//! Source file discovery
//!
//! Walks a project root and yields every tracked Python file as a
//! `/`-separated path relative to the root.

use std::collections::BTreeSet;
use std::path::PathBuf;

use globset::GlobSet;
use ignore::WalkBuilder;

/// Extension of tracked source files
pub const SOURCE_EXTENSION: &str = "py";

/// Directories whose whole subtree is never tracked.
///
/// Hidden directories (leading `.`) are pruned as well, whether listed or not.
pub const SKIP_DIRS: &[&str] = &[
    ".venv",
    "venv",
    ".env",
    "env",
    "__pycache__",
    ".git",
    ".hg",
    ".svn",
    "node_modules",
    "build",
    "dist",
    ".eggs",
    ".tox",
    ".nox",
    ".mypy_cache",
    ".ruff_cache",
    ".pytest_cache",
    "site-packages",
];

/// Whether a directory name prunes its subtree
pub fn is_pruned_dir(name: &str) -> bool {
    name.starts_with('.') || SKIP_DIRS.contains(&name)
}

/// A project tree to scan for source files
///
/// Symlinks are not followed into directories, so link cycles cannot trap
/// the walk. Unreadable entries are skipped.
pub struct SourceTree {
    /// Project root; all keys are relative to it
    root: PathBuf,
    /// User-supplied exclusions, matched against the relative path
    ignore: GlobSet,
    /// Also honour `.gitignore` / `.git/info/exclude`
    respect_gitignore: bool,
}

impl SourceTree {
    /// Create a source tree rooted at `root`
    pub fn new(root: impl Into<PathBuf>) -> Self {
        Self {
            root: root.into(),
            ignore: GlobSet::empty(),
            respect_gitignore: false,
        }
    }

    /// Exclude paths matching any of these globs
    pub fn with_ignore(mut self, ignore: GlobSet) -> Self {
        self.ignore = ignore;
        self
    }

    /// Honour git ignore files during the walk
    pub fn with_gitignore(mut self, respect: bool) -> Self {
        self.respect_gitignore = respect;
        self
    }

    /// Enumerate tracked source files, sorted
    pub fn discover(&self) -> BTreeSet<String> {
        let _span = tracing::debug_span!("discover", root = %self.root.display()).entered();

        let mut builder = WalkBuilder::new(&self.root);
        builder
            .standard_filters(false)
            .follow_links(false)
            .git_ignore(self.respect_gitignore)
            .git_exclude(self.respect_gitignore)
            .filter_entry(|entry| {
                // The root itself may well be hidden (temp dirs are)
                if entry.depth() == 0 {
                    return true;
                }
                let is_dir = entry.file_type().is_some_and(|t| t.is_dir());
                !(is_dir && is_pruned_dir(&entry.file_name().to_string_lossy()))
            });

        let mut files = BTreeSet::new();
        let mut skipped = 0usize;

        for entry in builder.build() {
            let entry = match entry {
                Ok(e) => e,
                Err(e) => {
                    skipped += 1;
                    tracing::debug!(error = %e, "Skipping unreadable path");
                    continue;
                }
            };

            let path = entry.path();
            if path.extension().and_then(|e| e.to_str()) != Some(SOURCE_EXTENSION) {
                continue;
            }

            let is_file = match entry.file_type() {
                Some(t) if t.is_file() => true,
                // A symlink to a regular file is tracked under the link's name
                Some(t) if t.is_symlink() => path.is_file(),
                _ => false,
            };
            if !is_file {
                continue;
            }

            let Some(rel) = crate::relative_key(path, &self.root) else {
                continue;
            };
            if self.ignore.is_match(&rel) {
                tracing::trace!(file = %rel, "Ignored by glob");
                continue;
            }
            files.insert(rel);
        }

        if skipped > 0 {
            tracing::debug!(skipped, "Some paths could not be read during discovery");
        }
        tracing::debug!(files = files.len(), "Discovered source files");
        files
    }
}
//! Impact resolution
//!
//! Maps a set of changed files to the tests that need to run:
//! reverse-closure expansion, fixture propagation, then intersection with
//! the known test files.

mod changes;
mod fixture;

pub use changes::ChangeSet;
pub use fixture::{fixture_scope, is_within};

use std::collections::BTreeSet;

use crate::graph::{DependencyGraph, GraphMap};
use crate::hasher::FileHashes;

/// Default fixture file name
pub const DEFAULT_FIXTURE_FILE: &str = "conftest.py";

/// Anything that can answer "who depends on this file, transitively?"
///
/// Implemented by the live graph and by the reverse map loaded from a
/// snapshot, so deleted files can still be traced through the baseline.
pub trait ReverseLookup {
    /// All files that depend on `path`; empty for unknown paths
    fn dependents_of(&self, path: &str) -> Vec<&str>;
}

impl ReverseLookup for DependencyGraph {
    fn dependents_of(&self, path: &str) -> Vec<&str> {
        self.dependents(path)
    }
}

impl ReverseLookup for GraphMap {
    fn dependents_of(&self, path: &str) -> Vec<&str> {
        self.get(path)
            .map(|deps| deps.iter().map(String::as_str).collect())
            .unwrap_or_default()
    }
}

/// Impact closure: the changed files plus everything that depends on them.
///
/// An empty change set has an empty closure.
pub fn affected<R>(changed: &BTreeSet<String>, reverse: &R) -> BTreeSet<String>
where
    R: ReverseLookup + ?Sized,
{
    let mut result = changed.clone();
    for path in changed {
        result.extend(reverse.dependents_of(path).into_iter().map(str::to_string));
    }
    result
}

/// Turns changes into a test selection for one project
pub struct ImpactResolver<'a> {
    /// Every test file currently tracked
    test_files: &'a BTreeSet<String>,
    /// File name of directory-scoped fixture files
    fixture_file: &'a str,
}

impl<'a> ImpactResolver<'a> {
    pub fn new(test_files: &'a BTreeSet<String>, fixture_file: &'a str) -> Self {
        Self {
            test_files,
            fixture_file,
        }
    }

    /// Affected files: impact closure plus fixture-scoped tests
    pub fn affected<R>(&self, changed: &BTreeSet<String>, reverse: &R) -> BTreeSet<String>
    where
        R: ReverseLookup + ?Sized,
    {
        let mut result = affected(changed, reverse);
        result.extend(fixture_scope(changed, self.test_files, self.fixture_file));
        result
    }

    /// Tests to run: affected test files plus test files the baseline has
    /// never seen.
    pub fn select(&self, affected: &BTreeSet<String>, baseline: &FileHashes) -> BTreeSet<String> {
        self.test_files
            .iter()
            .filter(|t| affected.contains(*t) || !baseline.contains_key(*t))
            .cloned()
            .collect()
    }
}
--*--
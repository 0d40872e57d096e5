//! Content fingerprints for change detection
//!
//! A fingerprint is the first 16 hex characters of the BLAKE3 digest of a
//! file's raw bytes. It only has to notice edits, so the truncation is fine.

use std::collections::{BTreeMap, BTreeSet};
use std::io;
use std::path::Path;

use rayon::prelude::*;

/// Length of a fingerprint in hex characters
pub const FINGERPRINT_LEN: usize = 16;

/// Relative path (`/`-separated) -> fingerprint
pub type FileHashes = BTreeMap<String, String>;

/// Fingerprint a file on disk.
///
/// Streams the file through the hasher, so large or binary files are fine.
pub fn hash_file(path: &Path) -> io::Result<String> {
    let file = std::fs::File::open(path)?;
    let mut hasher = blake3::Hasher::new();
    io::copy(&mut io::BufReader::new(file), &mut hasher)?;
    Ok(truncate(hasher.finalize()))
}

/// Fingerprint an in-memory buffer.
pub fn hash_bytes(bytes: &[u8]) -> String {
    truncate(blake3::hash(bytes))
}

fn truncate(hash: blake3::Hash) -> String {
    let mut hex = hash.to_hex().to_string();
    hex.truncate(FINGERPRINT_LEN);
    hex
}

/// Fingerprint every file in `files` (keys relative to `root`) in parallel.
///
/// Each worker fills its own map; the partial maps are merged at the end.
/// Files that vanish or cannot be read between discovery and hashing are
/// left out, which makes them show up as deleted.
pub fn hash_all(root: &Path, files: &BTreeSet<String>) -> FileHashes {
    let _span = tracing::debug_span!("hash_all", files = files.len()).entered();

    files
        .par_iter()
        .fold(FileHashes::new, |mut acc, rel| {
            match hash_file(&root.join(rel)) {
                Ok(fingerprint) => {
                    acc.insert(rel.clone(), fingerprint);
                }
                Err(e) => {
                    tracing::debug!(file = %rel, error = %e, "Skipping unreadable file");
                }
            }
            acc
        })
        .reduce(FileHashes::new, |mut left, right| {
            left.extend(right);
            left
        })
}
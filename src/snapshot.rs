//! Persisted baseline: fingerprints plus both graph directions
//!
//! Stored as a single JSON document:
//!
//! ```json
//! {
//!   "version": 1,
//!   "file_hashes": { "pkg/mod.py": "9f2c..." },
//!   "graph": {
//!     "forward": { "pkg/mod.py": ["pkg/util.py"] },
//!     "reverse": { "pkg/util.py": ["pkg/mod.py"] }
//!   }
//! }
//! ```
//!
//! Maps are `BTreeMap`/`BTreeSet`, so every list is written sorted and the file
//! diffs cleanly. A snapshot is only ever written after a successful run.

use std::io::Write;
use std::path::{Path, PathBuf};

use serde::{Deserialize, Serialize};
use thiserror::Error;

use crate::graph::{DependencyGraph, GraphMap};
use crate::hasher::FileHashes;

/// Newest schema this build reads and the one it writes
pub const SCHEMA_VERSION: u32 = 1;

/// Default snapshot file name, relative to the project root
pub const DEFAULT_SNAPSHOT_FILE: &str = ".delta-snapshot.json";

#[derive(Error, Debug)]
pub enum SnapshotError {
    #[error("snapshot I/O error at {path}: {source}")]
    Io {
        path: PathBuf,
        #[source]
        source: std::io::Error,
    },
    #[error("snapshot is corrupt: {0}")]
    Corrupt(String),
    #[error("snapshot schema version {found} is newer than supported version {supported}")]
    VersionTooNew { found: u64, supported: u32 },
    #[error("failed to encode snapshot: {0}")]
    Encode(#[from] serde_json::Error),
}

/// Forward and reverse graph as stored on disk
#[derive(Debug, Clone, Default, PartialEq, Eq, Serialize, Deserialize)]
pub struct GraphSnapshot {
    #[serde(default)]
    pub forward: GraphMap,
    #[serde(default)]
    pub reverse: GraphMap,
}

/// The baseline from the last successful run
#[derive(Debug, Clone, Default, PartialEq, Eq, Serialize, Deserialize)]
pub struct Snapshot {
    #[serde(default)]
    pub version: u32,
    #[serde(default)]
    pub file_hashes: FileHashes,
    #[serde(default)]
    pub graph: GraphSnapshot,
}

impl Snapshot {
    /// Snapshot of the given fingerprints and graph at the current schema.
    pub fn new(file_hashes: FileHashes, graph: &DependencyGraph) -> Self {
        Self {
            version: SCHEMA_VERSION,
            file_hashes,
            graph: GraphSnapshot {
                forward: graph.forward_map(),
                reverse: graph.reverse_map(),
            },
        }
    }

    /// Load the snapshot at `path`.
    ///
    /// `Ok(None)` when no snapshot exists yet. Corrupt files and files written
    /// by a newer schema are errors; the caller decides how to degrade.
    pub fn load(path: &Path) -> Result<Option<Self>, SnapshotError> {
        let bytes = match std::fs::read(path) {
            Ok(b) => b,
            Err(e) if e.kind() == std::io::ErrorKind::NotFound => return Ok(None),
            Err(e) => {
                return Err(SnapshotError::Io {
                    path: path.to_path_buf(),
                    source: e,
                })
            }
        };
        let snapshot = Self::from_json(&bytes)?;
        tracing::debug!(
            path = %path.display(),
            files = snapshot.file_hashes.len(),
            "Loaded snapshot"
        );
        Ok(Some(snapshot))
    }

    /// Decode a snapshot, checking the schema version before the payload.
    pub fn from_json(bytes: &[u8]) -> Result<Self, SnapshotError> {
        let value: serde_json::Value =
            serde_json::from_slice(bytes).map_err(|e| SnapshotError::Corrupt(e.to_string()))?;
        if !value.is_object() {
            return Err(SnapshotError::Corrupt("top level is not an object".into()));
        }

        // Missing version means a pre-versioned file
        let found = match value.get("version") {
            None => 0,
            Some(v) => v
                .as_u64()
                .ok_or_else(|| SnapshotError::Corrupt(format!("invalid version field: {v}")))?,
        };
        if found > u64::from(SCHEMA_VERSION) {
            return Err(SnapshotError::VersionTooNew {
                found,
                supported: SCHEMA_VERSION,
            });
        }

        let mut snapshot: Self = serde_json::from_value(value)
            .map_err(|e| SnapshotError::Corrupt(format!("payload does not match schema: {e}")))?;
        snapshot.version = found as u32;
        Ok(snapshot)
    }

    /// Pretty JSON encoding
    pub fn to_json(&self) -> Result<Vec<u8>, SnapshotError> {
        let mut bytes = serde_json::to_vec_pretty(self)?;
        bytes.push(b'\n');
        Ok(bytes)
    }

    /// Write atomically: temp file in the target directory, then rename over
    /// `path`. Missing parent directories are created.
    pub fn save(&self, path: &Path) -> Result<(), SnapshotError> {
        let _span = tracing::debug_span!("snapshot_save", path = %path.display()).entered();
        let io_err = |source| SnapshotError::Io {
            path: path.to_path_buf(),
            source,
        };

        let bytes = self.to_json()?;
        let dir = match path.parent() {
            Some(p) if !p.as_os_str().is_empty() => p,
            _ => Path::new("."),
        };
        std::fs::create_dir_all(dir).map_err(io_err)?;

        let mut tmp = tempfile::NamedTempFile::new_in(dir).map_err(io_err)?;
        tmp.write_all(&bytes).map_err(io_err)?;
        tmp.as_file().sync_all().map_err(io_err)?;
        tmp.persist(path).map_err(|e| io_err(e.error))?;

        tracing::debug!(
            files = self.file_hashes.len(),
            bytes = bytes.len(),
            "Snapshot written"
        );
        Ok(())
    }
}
--*--
▶ _What needs to be done_:
Would you please filter the lines above and copy every one that includes "them"?

▶ _Exercise solution_:
/// Impact closure: the changed files plus everything that depends on them.
/// left out, which makes them show up as deleted.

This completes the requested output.